*** Block opens ***

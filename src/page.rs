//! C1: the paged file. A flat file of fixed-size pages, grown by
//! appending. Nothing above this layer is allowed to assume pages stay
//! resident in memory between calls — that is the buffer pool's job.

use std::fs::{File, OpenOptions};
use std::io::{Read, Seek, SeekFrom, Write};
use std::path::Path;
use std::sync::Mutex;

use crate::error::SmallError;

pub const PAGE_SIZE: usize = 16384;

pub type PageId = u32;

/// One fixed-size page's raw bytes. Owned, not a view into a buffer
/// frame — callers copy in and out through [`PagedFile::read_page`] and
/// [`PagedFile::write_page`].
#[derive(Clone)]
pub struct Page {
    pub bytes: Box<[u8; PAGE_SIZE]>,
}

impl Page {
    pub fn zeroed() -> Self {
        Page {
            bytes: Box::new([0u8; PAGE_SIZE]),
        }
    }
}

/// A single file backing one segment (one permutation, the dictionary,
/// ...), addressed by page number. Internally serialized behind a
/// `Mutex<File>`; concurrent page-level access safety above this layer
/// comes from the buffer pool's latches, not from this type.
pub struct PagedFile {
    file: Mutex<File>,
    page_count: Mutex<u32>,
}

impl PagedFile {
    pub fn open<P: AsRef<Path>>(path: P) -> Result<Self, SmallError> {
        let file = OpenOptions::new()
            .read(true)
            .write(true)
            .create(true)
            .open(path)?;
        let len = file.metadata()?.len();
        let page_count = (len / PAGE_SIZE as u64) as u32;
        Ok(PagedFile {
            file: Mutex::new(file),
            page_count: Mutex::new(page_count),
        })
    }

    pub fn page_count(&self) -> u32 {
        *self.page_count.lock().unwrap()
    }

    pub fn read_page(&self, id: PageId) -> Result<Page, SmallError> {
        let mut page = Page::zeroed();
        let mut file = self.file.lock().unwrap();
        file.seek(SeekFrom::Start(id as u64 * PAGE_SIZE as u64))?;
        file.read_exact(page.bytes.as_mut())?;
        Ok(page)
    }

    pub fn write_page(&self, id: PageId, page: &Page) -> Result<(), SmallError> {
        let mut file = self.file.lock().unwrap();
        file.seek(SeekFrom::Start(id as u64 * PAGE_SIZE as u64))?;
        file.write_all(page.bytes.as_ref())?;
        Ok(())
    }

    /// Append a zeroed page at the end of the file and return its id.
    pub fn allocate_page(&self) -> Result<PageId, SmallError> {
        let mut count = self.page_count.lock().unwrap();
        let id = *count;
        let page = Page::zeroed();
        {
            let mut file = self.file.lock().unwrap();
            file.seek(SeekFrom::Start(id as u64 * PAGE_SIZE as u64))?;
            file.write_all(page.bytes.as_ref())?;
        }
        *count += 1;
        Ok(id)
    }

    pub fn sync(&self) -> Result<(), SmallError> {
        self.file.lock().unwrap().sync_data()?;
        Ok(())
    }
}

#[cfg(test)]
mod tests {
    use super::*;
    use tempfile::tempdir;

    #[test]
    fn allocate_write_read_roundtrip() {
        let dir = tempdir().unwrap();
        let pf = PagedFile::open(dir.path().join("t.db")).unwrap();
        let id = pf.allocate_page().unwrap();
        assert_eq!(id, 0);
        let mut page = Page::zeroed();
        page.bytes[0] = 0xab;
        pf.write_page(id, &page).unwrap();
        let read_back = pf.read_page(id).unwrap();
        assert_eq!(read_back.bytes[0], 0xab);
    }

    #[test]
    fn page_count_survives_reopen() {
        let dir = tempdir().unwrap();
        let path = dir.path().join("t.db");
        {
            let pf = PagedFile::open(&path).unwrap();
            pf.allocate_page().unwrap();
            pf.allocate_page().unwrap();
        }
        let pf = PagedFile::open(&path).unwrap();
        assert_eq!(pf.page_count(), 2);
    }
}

*** Block closes ***

= What this task involves =
Copy whichever lines of the records above contain the word "PageId".

= Finished task =
pub type PageId = u32;
    pub fn read_page(&self, id: PageId) -> Result<Page, SmallError> {
    pub fn write_page(&self, id: PageId, page: &Page) -> Result<(), SmallError> {
    pub fn allocate_page(&self) -> Result<PageId, SmallError> {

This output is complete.